> _WORK ITEM_: From the data below, return each line in which the string "usize" is found.

Data records:
- - -
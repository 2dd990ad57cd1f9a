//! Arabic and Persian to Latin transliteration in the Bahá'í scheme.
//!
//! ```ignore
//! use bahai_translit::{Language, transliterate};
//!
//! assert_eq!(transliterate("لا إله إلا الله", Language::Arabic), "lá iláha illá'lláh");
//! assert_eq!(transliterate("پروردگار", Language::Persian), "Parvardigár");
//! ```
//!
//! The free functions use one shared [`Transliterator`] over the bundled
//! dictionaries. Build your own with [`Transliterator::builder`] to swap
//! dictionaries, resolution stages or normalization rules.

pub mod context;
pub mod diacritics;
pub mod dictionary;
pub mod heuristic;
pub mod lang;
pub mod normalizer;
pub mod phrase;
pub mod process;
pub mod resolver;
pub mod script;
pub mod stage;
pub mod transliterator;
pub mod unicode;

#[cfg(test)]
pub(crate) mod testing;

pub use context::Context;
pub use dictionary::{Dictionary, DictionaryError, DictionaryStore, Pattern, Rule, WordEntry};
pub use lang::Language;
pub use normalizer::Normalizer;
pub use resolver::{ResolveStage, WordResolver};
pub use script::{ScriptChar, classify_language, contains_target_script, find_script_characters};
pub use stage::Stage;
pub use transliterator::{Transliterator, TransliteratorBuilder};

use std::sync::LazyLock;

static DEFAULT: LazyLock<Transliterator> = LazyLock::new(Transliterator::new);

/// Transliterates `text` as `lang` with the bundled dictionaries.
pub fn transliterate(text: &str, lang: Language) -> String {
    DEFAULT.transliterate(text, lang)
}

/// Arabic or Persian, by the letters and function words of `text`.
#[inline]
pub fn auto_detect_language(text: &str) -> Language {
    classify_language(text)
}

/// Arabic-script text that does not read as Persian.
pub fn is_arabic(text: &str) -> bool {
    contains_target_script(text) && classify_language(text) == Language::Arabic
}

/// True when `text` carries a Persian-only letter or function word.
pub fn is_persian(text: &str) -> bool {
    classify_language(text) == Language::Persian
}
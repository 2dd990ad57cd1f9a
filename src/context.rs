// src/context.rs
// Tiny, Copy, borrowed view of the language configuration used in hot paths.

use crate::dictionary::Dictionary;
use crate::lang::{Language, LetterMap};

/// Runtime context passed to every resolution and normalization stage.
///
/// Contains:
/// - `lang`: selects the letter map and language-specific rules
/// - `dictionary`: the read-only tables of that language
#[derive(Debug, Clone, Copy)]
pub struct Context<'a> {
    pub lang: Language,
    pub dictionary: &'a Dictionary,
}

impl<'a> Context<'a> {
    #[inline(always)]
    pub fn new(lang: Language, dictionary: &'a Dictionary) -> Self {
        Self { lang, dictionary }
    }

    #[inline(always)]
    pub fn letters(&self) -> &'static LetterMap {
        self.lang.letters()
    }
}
- - -
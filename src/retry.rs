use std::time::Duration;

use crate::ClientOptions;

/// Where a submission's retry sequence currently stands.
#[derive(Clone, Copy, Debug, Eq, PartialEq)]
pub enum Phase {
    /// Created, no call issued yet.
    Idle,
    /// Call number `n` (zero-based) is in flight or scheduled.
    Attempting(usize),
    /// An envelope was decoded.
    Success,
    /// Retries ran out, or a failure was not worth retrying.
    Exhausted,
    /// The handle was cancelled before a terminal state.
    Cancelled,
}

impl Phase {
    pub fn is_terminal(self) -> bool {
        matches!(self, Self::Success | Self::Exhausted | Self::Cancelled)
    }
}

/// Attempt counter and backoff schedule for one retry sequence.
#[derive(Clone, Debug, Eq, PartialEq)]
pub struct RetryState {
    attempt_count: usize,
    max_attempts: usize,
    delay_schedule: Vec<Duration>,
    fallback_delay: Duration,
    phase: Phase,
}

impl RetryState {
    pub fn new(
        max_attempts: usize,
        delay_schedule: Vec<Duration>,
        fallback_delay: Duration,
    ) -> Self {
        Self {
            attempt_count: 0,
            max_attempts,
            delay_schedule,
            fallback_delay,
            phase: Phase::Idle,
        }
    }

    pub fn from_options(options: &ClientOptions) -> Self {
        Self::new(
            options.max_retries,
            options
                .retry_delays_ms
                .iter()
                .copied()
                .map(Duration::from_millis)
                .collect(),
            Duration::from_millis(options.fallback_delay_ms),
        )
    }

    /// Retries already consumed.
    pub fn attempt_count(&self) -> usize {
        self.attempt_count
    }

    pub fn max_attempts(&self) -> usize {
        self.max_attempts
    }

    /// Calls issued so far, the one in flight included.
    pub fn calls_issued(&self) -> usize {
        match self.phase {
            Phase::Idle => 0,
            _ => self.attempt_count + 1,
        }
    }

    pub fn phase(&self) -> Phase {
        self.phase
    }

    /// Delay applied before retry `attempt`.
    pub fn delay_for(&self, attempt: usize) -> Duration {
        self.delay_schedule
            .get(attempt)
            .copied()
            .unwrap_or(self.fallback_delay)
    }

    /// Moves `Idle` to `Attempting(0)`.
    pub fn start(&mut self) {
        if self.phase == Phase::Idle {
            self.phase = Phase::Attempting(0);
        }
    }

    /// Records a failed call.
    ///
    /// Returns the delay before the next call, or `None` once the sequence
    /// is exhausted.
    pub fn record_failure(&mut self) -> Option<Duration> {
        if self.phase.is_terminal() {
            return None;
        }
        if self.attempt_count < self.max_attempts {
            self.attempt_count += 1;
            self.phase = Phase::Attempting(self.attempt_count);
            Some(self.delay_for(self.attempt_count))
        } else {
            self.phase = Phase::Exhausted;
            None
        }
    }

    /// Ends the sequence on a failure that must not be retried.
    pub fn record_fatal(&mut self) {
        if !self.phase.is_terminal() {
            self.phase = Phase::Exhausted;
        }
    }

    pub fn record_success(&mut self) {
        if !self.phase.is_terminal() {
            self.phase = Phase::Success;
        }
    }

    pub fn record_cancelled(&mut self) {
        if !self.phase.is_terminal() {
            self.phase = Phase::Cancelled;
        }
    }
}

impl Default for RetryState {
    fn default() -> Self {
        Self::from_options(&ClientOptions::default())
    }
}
- - -
> _SOLUTION TO THE PROBLEM_:
    Attempting(usize),
    attempt_count: usize,
    max_attempts: usize,
        max_attempts: usize,
    pub fn attempt_count(&self) -> usize {
    pub fn max_attempts(&self) -> usize {
    pub fn calls_issued(&self) -> usize {
    pub fn delay_for(&self, attempt: usize) -> Duration {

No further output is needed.